### WORK INSTRUCTIONS
Once you have checked each line below, report only the number of lines that contain the word "settings".

::: DATASET RECORDS :::

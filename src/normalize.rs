//! Comment text normalization ahead of sentiment scoring.

use once_cell::sync::Lazy;
use regex::Regex;

static URL_RE: Lazy<Regex> = Lazy::new(|| Regex::new(r"http\S+|www\S+").unwrap());
static NON_ALPHA_RE: Lazy<Regex> = Lazy::new(|| Regex::new(r"[^a-z\s]").unwrap());
static WHITESPACE_RE: Lazy<Regex> = Lazy::new(|| Regex::new(r"\s+").unwrap());

/// Reduce raw comment text to lowercase letters and single spaces.
///
/// Steps, in order: lowercase, drop URL tokens, drop everything outside
/// `[a-z]` and whitespace (digits, punctuation, emoji), collapse whitespace
/// runs, trim. The character-class reduction intentionally loses numeric and
/// punctuation sentiment cues ("10/10", "!!!"); scoring and keyword counts
/// operate on alphabetic tokens only.
pub fn clean_text(text: &str) -> String {
    let lowered = text.to_lowercase();
    let without_urls = URL_RE.replace_all(&lowered, "");
    let letters_only = NON_ALPHA_RE.replace_all(&without_urls, "");
    WHITESPACE_RE
        .replace_all(&letters_only, " ")
        .trim()
        .to_owned()
}
//! CSV export of classified comments.

use crate::pipeline::ResultSet;

// Column names kept compatible with the dashboard's historical exports.
const CSV_HEADER: &str = "Comment,Sentiment";

/// Render one row per classified comment, in fetch order.
pub fn to_csv(results: &ResultSet) -> String {
    let mut out = String::with_capacity(results.comments.len() * 48 + CSV_HEADER.len() + 1);
    out.push_str(CSV_HEADER);
    out.push('\n');

    for comment in &results.comments {
        push_field(&mut out, &comment.text);
        out.push(',');
        out.push_str(comment.sentiment.as_str());
        out.push('\n');
    }

    out
}

// Quote a field only when it contains a delimiter, quote, or line break.
fn push_field(out: &mut String, field: &str) {
    if field.contains([',', '"', '\n', '\r']) {
        out.push('"');
        out.push_str(&field.replace('"', "\"\""));
        out.push('"');
    } else {
        out.push_str(field);
    }
}
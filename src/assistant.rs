//! Rule-based navigation assistant
//!
//! Maps a typed question to a canned reply by testing the lower-cased text
//! against an ordered table of keyword rules. The first rule whose keywords
//! appear anywhere in the question fires; later rules are not consulted.

use crate::settings::Language;
use crate::state_machine::{SessionContext, SessionState};

pub const LANGUAGE_OPTIONS_REPLY: &str =
    "Available languages: English, Spanish, French. Just say \"change to Spanish\" for example.";
pub const HELP_REPLY: &str = "I can help with: changing language, rerouting, estimated arrival time, current location, or canceling navigation.";
pub const FALLBACK_REPLY: &str =
    "I can help with navigation, language settings, rerouting, or time estimates. What would you like to know?";

/// What the assistant wants to happen in response to a question
#[derive(Debug, Clone, PartialEq, Eq)]
pub enum Reply {
    /// Show text, change nothing else
    Say(String),
    /// Switch the spoken language and confirm in that language
    ChangeLanguage {
        language: Language,
        confirmation: &'static str,
    },
    /// Start a reroute; the reroute supplies its own messages
    Reroute,
    /// Cancel navigation; the cancellation supplies its own message
    Cancel,
}

/// A reply together with the rule that produced it
#[derive(Debug, Clone, PartialEq, Eq)]
pub struct Answer {
    pub rule: &'static str,
    pub reply: Reply,
}

struct Rule {
    name: &'static str,
    keywords: &'static [&'static str],
    respond: fn(&str, &SessionState, &SessionContext) -> Reply,
}

impl Rule {
    fn matches(&self, lowered: &str) -> bool {
        self.keywords.iter().any(|keyword| lowered.contains(keyword))
    }
}

/// Evaluated top to bottom; order is significant
const RULES: &[Rule] = &[
    Rule {
        name: "language",
        keywords: &["language", "speak"],
        respond: language_reply,
    },
    Rule {
        name: "reroute",
        keywords: &["reroute", "alternative"],
        respond: |_, _, _| Reply::Reroute,
    },
    Rule {
        name: "cancel",
        keywords: &["cancel", "stop"],
        respond: |_, _, _| Reply::Cancel,
    },
    Rule {
        name: "eta",
        keywords: &["eta", "time", "arrive"],
        respond: |_, state, _| {
            Reply::Say(format!(
                "You should arrive in approximately {} minutes.",
                state.estimated_minutes_remaining()
            ))
        },
    },
    Rule {
        name: "location",
        keywords: &["where", "location"],
        respond: |_, state, ctx| {
            Reply::Say(format!(
                "You're currently on {}, heading to {}.",
                state.current_step().street,
                ctx.destination
            ))
        },
    },
    Rule {
        name: "help",
        keywords: &["help", "commands"],
        respond: |_, _, _| Reply::Say(HELP_REPLY.to_string()),
    },
    // A bare language name ("change to Spanish") only switches when no
    // other rule claimed the question
    Rule {
        name: "language_name",
        keywords: &["spanish", "french", "english"],
        respond: language_reply,
    },
];

fn language_reply(lowered: &str, _state: &SessionState, _ctx: &SessionContext) -> Reply {
    if lowered.contains("spanish") {
        Reply::ChangeLanguage {
            language: Language::Spanish,
            confirmation: "Language changed to Spanish. ¡Continuemos con la navegación!",
        }
    } else if lowered.contains("french") {
        Reply::ChangeLanguage {
            language: Language::French,
            confirmation: "Language changed to French. Continuons la navigation!",
        }
    } else if lowered.contains("english") {
        Reply::ChangeLanguage {
            language: Language::English,
            confirmation: "Language changed to English. Continuing navigation.",
        }
    } else {
        Reply::Say(LANGUAGE_OPTIONS_REPLY.to_string())
    }
}

/// Answer a question. Never fails: unmatched input gets the fallback reply.
pub fn respond(question: &str, state: &SessionState, context: &SessionContext) -> Answer {
    let lowered = question.to_lowercase();
    RULES
        .iter()
        .find(|rule| rule.matches(&lowered))
        .map_or_else(
            || Answer {
                rule: "fallback",
                reply: Reply::Say(FALLBACK_REPLY.to_string()),
            },
            |rule| Answer {
                rule: rule.name,
                reply: (rule.respond)(&lowered, state, context),
            },
        )
}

:::

### ANSWER BOX
2